(Mercury ; 1963)
Lee Hazlewood est aujourd’hui davantage célébré pour ses talents de compositeur et de producteur que pour ceux d’interprète. Cela est assez logique, si l’on considère le succès qu’il a obtenu pendant les années 1960 et 1970, avec Nancy Sinatra bien sûr, mais aussi avec d’autres interprètes (signalons la publication récente du double LP The LHI Years – Singles, Nudes and Backsides par Light In the Attic, un prodigieux label qui a prévu de rééditer plusieurs albums de Hazlewood pendant les prochaines années).
Trouble is a lonesome town est un concept album organisé autour de la ville imaginaire de Trouble, où Hazlewood prétend avoir passé son enfance, et dont il décrit quelques-uns des personnages remarquables et des aspects importants en une dizaine de chansons. Le disque est conçu de façon très particulière et structuré de façon très systématique, puisque chaque chanson est précédée d’un cours monologue parlé qui lui sert d’introduction. Musicalement, Trouble is a lonesome town est principalement un album de country-music, mais laisse place à d’autres genres musicaux (blues et rock’n’roll) qui permettent d’apprécier plusieurs facettes du talent de son auteur. Âgé de trente-quatre ans au moment de la sortie de cet album, Lee Hazlewood est déjà un producteur chevronné ; il a même déjà publié quelques singles (dont plusieurs sous le pseudonyme de Mark Robinson, que Light in the attic a inclus à la suite de l’album dans sa réédition de 2013).
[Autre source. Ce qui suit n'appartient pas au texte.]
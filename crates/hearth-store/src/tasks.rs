//! Task and category operations.
//!
//! Task lifecycle is `active -> completed -> archived`; completion stamps
//! `completed_at` and `completed_by` together, archiving keeps them.

use chrono::Utc;

use hearth_shared::{
    DataError, FamilyId, NewTask, Result, Task, TaskCategory, TaskId, TaskPatch, TaskStatus,
    UserId,
};

use crate::store::EntityStore;

impl EntityStore {
    /// Category reference data, in display order.
    pub fn categories(&self) -> Vec<TaskCategory> {
        self.lock().categories.clone()
    }

    /// All of a family's tasks, optionally narrowed to one status.
    pub fn tasks_for_family(&self, family_id: &FamilyId, status: Option<TaskStatus>) -> Vec<Task> {
        self.lock()
            .tasks
            .iter()
            .filter(|t| &t.family_id == family_id)
            .filter(|t| status.map_or(true, |s| t.status == s))
            .cloned()
            .collect()
    }

    pub fn create_task(&self, draft: &NewTask) -> Result<Task> {
        draft.validate()?;

        let mut data = self.lock();
        if !data.families.iter().any(|f| f.id == draft.family_id) {
            return Err(DataError::NotFound("family"));
        }

        let task = Task {
            id: TaskId::generate(),
            family_id: draft.family_id.clone(),
            created_by: draft.created_by.clone(),
            kind: draft.kind,
            category_id: draft.category_id.clone(),
            title: draft.title.trim().to_string(),
            description: draft.description.clone(),
            quantity: draft.quantity,
            unit: draft.unit.clone(),
            assigned_to: draft.assigned_to.clone(),
            status: TaskStatus::Active,
            completed_at: None,
            completed_by: None,
            created_at: Utc::now(),
            updated_at: None,
        };
        data.tasks.push(task.clone());
        self.persist(&data);
        Ok(task)
    }

    /// Apply a partial edit. Lifecycle fields go through [`complete_task`]
    /// and [`archive_task`] instead.
    pub fn update_task(&self, id: &TaskId, patch: &TaskPatch) -> Result<Task> {
        let mut data = self.lock();
        let task = data
            .tasks
            .iter_mut()
            .find(|t| &t.id == id)
            .ok_or(DataError::NotFound("task"))?;

        if let Some(title) = &patch.title {
            if title.trim().is_empty() {
                return Err(DataError::Validation("task title must not be empty".into()));
            }
            task.title = title.trim().to_string();
        }
        if let Some(description) = &patch.description {
            task.description = Some(description.clone());
        }
        if let Some(category_id) = &patch.category_id {
            task.category_id = Some(category_id.clone());
        }
        if let Some(quantity) = patch.quantity {
            task.quantity = Some(quantity);
        }
        if let Some(unit) = &patch.unit {
            task.unit = Some(unit.clone());
        }
        if let Some(assigned_to) = &patch.assigned_to {
            task.assigned_to = assigned_to.clone();
        }
        task.updated_at = Some(Utc::now());

        let updated = task.clone();
        self.persist(&data);
        Ok(updated)
    }

    /// Mark an active task completed, recording who finished it and when.
    pub fn complete_task(&self, id: &TaskId, actor_id: &UserId) -> Result<Task> {
        let mut data = self.lock();
        let task = data
            .tasks
            .iter_mut()
            .find(|t| &t.id == id)
            .ok_or(DataError::NotFound("task"))?;

        if task.status != TaskStatus::Active {
            return Err(DataError::Conflict("only active tasks can be completed".into()));
        }

        task.status = TaskStatus::Completed;
        task.completed_at = Some(Utc::now());
        task.completed_by = Some(actor_id.clone());
        task.updated_at = task.completed_at;

        let updated = task.clone();
        self.persist(&data);
        Ok(updated)
    }

    /// Move a completed task out of the main list into the archive.
    pub fn archive_task(&self, id: &TaskId) -> Result<Task> {
        let mut data = self.lock();
        let task = data
            .tasks
            .iter_mut()
            .find(|t| &t.id == id)
            .ok_or(DataError::NotFound("task"))?;

        if task.status != TaskStatus::Completed {
            return Err(DataError::Conflict(
                "only completed tasks can be archived".into(),
            ));
        }

        task.status = TaskStatus::Archived;
        task.updated_at = Some(Utc::now());

        let updated = task.clone();
        self.persist(&data);
        Ok(updated)
    }

    /// Delete a task outright. Only active tasks may be deleted; finished
    /// ones are archived so the history stays.
    pub fn delete_task(&self, id: &TaskId) -> Result<()> {
        let mut data = self.lock();
        let task = data
            .tasks
            .iter()
            .find(|t| &t.id == id)
            .ok_or(DataError::NotFound("task"))?;

        if task.status != TaskStatus::Active {
            return Err(DataError::Conflict("only active tasks can be deleted".into()));
        }

        data.tasks.retain(|t| &t.id != id);
        self.persist(&data);
        Ok(())
    }
}
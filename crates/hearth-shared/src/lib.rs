//! # hearth-shared
//!
//! Entity types, id newtypes, error taxonomy and the REST wire contract
//! shared between the local entity store and the data access layer.
//!
//! Every struct derives `Serialize`/`Deserialize` with snake_case field and
//! variant names so the same types work for the on-device snapshot and the
//! `{data, error}` REST envelope.

pub mod envelope;
pub mod ids;
pub mod models;

mod error;

pub use envelope::*;
pub use error::DataError;
pub use ids::*;
pub use models::*;

/// Convenience alias used throughout the workspace.
pub type Result<T> = std::result::Result<T, DataError>;
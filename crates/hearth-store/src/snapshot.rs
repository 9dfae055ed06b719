//! JSON snapshot persistence.
//!
//! The snapshot carries the user-owned collections only; categories are
//! static reference data and the family selection is transient UI state, so
//! both always come from the seed on rehydration.

use std::path::Path;

use serde::{Deserialize, Serialize};

use hearth_shared::{Event, FamilyGroup, FriendRequest, Friendship, Task, User, WishlistItem};

use crate::seed;
use crate::store::StoreData;

/// On-disk snapshot payload.
#[derive(Debug, Clone, Serialize, Deserialize)]
pub struct SnapshotPayload {
    /// ISO 8601 timestamp of when the snapshot was written.
    pub created_at: String,
    /// Crate version that produced the snapshot.
    pub version: String,
    pub current_user: User,
    pub users: Vec<User>,
    pub families: Vec<FamilyGroup>,
    pub friendships: Vec<Friendship>,
    pub friend_requests: Vec<FriendRequest>,
    pub tasks: Vec<Task>,
    pub events: Vec<Event>,
    pub wishlist_items: Vec<WishlistItem>,
}

/// Load a snapshot and overlay it on the seed. `None` on a missing or
/// corrupt file, in which case the caller starts from the seed alone.
pub(crate) fn load(path: &Path) -> Option<StoreData> {
    let raw = match std::fs::read_to_string(path) {
        Ok(raw) => raw,
        Err(e) if e.kind() == std::io::ErrorKind::NotFound => return None,
        Err(e) => {
            tracing::warn!(path = %path.display(), error = %e, "could not read store snapshot");
            return None;
        }
    };

    let payload: SnapshotPayload = match serde_json::from_str(&raw) {
        Ok(payload) => payload,
        Err(e) => {
            tracing::warn!(path = %path.display(), error = %e, "corrupt store snapshot, using seed");
            return None;
        }
    };

    let mut data = seed::store_data();
    data.current_user = payload.current_user;
    data.users = payload.users;
    data.families = payload.families;
    data.friendships = payload.friendships;
    data.friend_requests = payload.friend_requests;
    data.tasks = payload.tasks;
    data.events = payload.events;
    data.wishlist_items = payload.wishlist_items;
    data.selected_family_id = data.families.first().map(|f| f.id.clone());
    Some(data)
}

pub(crate) fn save(path: &Path, data: &StoreData) -> std::io::Result<()> {
    let payload = SnapshotPayload {
        created_at: chrono::Utc::now().to_rfc3339(),
        version: env!("CARGO_PKG_VERSION").to_string(),
        current_user: data.current_user.clone(),
        users: data.users.clone(),
        families: data.families.clone(),
        friendships: data.friendships.clone(),
        friend_requests: data.friend_requests.clone(),
        tasks: data.tasks.clone(),
        events: data.events.clone(),
        wishlist_items: data.wishlist_items.clone(),
    };

    let json = serde_json::to_string(&payload).map_err(std::io::Error::other)?;
    std::fs::write(path, json)
}

#[cfg(test)]
mod tests {
    use super::*;

    #[test]
    fn save_then_load_round_trip() {
        let dir = tempfile::tempdir().unwrap();
        let path = dir.path().join("store.json");

        let mut data = seed::store_data();
        data.current_user.first_name = "Ваня".into();
        save(&path, &data).unwrap();

        let loaded = load(&path).expect("snapshot should load");
        assert_eq!(loaded.current_user.first_name, "Ваня");
        // Categories are never persisted: they come back from the seed.
        assert_eq!(loaded.categories.len(), seed::store_data().categories.len());
    }

    #[test]
    fn missing_file_yields_none() {
        let dir = tempfile::tempdir().unwrap();
        assert!(load(&dir.path().join("absent.json")).is_none());
    }
}
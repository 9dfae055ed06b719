//! Friends screen hook: friend list, incoming requests, user search.

use std::sync::Arc;

use tokio::sync::watch;

use hearth_shared::{FriendRequest, RequestId, Result, User, UserId};

use crate::config::Mode;
use crate::query::{QueryCache, QueryKey};
use crate::service::DataService;

pub struct FriendsHook {
    service: Arc<DataService>,
    cache: Arc<QueryCache>,
    user_id: UserId,
}

impl FriendsHook {
    pub fn new(service: Arc<DataService>, cache: Arc<QueryCache>, user_id: UserId) -> Self {
        Self {
            service,
            cache,
            user_id,
        }
    }

    fn friends_key(&self) -> QueryKey {
        QueryKey::Friends(self.user_id.clone())
    }

    fn requests_key(&self) -> QueryKey {
        QueryKey::FriendRequests(self.user_id.clone())
    }

    /// Synchronous first paint straight from the store; local mode only.
    pub fn initial(&self) -> Option<Vec<User>> {
        match self.service.mode() {
            Mode::Local => Some(self.service.store().friends_of(&self.user_id)),
            Mode::Remote => None,
        }
    }

    pub async fn friends(&self) -> Result<Vec<User>> {
        self.cache
            .fetch(self.friends_key(), self.service.friends_of(&self.user_id))
            .await
    }

    pub async fn requests(&self) -> Result<Vec<FriendRequest>> {
        self.cache
            .fetch(
                self.requests_key(),
                self.service.incoming_requests(&self.user_id),
            )
            .await
    }

    pub async fn all_users(&self) -> Result<Vec<User>> {
        self.cache
            .fetch(QueryKey::Users, self.service.list_users())
            .await
    }

    /// Live search is never cached; every keystroke is a fresh query.
    pub async fn search(&self, query: &str) -> Result<Vec<User>> {
        self.service.search_users(query).await
    }

    /// Users with an unanswered request from us. The search screen disables
    /// their "add" button.
    pub async fn pending_request_user_ids(&self) -> Result<Vec<UserId>> {
        self.service.pending_sent_by(&self.user_id).await
    }

    /// Nothing cached depends on outgoing requests (the pending ids above
    /// are read uncached), so there is no key to invalidate.
    pub async fn send_request(&self, receiver_id: &UserId) -> Result<FriendRequest> {
        self.service
            .send_friend_request(&self.user_id, receiver_id)
            .await
    }

    pub async fn accept_request(&self, request_id: &RequestId) -> Result<()> {
        self.cache
            .mutate(
                &[self.friends_key(), self.requests_key(), QueryKey::Users],
                self.service.accept_friend_request(request_id),
            )
            .await
    }

    pub async fn decline_request(&self, request_id: &RequestId) -> Result<()> {
        self.cache
            .mutate(
                &[self.requests_key()],
                self.service.decline_friend_request(request_id),
            )
            .await
    }

    pub async fn remove_friend(&self, friend_id: &UserId) -> Result<()> {
        self.cache
            .mutate(
                &[self.friends_key(), QueryKey::Users],
                self.service.remove_friend(&self.user_id, friend_id),
            )
            .await
    }

    pub fn subscribe(&self) -> watch::Receiver<u64> {
        self.cache.subscribe(self.friends_key())
    }
}
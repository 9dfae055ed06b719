//! Wishlist operations, both backends.
//!
//! The anonymity rule is enforced again on remote responses: even if a
//! server leaks the booker, the client scrubs it before anything renders.

use hearth_shared::{
    ItemId, NewWishlistItem, Result, UserId, WishlistItem, WishlistPatchBody,
};

use crate::config::Mode;
use crate::service::DataService;

impl DataService {
    pub async fn wishlist_of(
        &self,
        owner_id: &UserId,
        viewer_id: &UserId,
    ) -> Result<Vec<WishlistItem>> {
        match self.mode() {
            Mode::Local => Ok(self.store().wishlist_of(owner_id, viewer_id)),
            Mode::Remote => {
                let items: Vec<WishlistItem> = self
                    .api()
                    .get(&format!(
                        "/wishlist?user_id={}&current_user_id={}",
                        owner_id.as_str(),
                        viewer_id.as_str()
                    ))
                    .await?;
                Ok(items
                    .into_iter()
                    .map(|w| w.anonymized_for(viewer_id))
                    .collect())
            }
        }
    }

    pub async fn create_item(&self, draft: &NewWishlistItem) -> Result<WishlistItem> {
        draft.validate()?;
        match self.mode() {
            Mode::Local => self.store().create_item(draft),
            Mode::Remote => self.api().post("/wishlist", draft).await,
        }
    }

    pub async fn book_item(&self, id: &ItemId, booker_id: &UserId) -> Result<WishlistItem> {
        match self.mode() {
            Mode::Local => self.store().book_item(id, booker_id),
            Mode::Remote => {
                let body = WishlistPatchBody::Book {
                    item_id: id.clone(),
                    booked_by: booker_id.clone(),
                };
                self.api().patch("/wishlist", &body).await
            }
        }
    }

    pub async fn cancel_booking(&self, id: &ItemId) -> Result<WishlistItem> {
        match self.mode() {
            Mode::Local => self.store().cancel_booking(id),
            Mode::Remote => {
                let body = WishlistPatchBody::Cancel {
                    item_id: id.clone(),
                };
                self.api().patch("/wishlist", &body).await
            }
        }
    }

    pub async fn delete_item(&self, id: &ItemId) -> Result<()> {
        match self.mode() {
            Mode::Local => self.store().delete_item(id),
            Mode::Remote => {
                let _: bool = self
                    .api()
                    .delete(&format!("/wishlist?id={}", id.as_str()))
                    .await?;
                Ok(())
            }
        }
    }
}
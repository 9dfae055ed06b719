//! Family group operations.

use chrono::Utc;

use hearth_shared::{
    DataError, FamilyGroup, FamilyId, FamilyMember, FamilyRole, MemberId, Result, UserId,
};

use crate::store::EntityStore;

impl EntityStore {
    /// Groups the user belongs to, members embedded.
    pub fn families_for(&self, user_id: &UserId) -> Vec<FamilyGroup> {
        self.lock()
            .families
            .iter()
            .filter(|f| f.member(user_id).is_some())
            .cloned()
            .collect()
    }

    pub fn selected_family_id(&self) -> Option<FamilyId> {
        self.lock().selected_family_id.clone()
    }

    pub fn select_family(&self, id: Option<FamilyId>) {
        self.lock().selected_family_id = id;
    }

    /// Create a group with the creator as its first admin member. The new
    /// group becomes the selected one.
    pub fn create_family(&self, name: &str, creator_id: &UserId) -> Result<FamilyGroup> {
        if name.trim().is_empty() {
            return Err(DataError::Validation("family name must not be empty".into()));
        }

        let mut data = self.lock();
        let creator = data
            .users
            .iter()
            .find(|u| &u.id == creator_id)
            .cloned()
            .ok_or(DataError::NotFound("user"))?;

        let family_id = FamilyId::generate();
        let family = FamilyGroup {
            id: family_id.clone(),
            name: name.trim().to_string(),
            created_by: creator_id.clone(),
            created_at: Some(Utc::now()),
            members: vec![FamilyMember {
                id: MemberId::generate(),
                family_id: family_id.clone(),
                user_id: creator_id.clone(),
                role: FamilyRole::Admin,
                joined_at: Utc::now(),
                user: Some(creator),
            }],
        };

        data.families.push(family.clone());
        data.selected_family_id = Some(family_id);
        self.persist(&data);
        Ok(family)
    }

    /// Add a user to a group as a regular member.
    pub fn invite_member(&self, family_id: &FamilyId, user_id: &UserId) -> Result<FamilyMember> {
        let mut data = self.lock();
        let user = data
            .users
            .iter()
            .find(|u| &u.id == user_id)
            .cloned()
            .ok_or(DataError::NotFound("user"))?;

        let family = data
            .families
            .iter_mut()
            .find(|f| &f.id == family_id)
            .ok_or(DataError::NotFound("family"))?;

        if family.member(user_id).is_some() {
            return Err(DataError::Conflict("user is already a member".into()));
        }

        let member = FamilyMember {
            id: MemberId::generate(),
            family_id: family_id.clone(),
            user_id: user_id.clone(),
            role: FamilyRole::Member,
            joined_at: Utc::now(),
            user: Some(user),
        };
        family.members.push(member.clone());
        self.persist(&data);
        Ok(member)
    }

    /// Remove the user's own membership.
    ///
    /// A sole remaining member who is also an admin takes the group with
    /// them: the whole group is deleted. The selected family falls back to
    /// any other group the user still belongs to.
    pub fn leave_family(&self, family_id: &FamilyId, user_id: &UserId) -> Result<()> {
        let mut data = self.lock();
        let family = data
            .families
            .iter()
            .find(|f| &f.id == family_id)
            .ok_or(DataError::NotFound("family"))?;

        if family.member(user_id).is_none() {
            return Err(DataError::NotFound("member"));
        }

        let delete_group = family.is_admin(user_id) && family.members.len() == 1;
        if delete_group {
            data.families.retain(|f| &f.id != family_id);
        } else {
            let family = data
                .families
                .iter_mut()
                .find(|f| &f.id == family_id)
                .ok_or(DataError::NotFound("family"))?;
            family.members.retain(|m| &m.user_id != user_id);
        }

        if data.selected_family_id.as_ref() == Some(family_id) {
            data.selected_family_id = data
                .families
                .iter()
                .find(|f| f.member(user_id).is_some())
                .map(|f| f.id.clone());
        }
        self.persist(&data);
        Ok(())
    }

    /// Kick a member out of a group.
    pub fn remove_member(&self, family_id: &FamilyId, user_id: &UserId) -> Result<()> {
        let mut data = self.lock();
        let family = data
            .families
            .iter_mut()
            .find(|f| &f.id == family_id)
            .ok_or(DataError::NotFound("family"))?;

        let before = family.members.len();
        family.members.retain(|m| &m.user_id != user_id);
        if family.members.len() == before {
            return Err(DataError::NotFound("member"));
        }
        self.persist(&data);
        Ok(())
    }
}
Comme cela a souvent été le cas dans les chansons postérieures qu’a enregistrées Hazlewood, celles de ce disque sont un mélange attachant d’humour et de sagesse, et les textes sont livrés de façon détachée et volontiers absurde (« 99 years is what he got, I bet it seems like a hundred to Jim » sur « Long Black Train », «You’ll never get out of this world alive » sur «We’ll all make the flowers grow », etc.). Les thèmes abordés par les chansons de ce disque sont des thèmes éternels : l’amitié, « Long Black train », la mort « We’ll all make the flowers grow », les rapports familiaux, « Six feet of chain » et les relations hommes/femmes « Look at that woman ». Le tout est solidement ancré dans l’imaginaire américain et sa mythologie de conquête de l’Ouest : le chemin de fer, les cow-boys et les outlaws, la prison et la figure omniprésente du croque-mort local, personnification de la mort qui n’est jamais très lointaine…
La voix basse et chaleureuse de Hazlewood est immédiatement identifiable, et le charme qu’elle dégage opère dès les premières secondes du disque. Trop peu reconnu comme un grand interprète, Hazlewood n’avait pourtant rien à envier à des chanteurs acclamés de toutes parts comme Johnny Cash ou Leonard Cohen. La qualité mélodique des chansons est énorme, d’une simplicité désarmante, et portée par une production qui est ici pleine de retenue (ce qui n’a pas toujours été le cas dans la carrière de Hazlewood, notamment pour quelques-uns de ses morceaux les plus connus). Le son est cristallin, frappant de justesse, et la douceur des lancinants accords de guitare acoustique s’accorde parfaitement à la voix de Hazlewood (« Son of a gun » ; « We’ll all make the flowers grow »), l’harmonica apporte une touche d’acidité qui fait écho au chant très bas (« Trouble is a lonesome town ») et une basse assure un fond solide et une assise balancée.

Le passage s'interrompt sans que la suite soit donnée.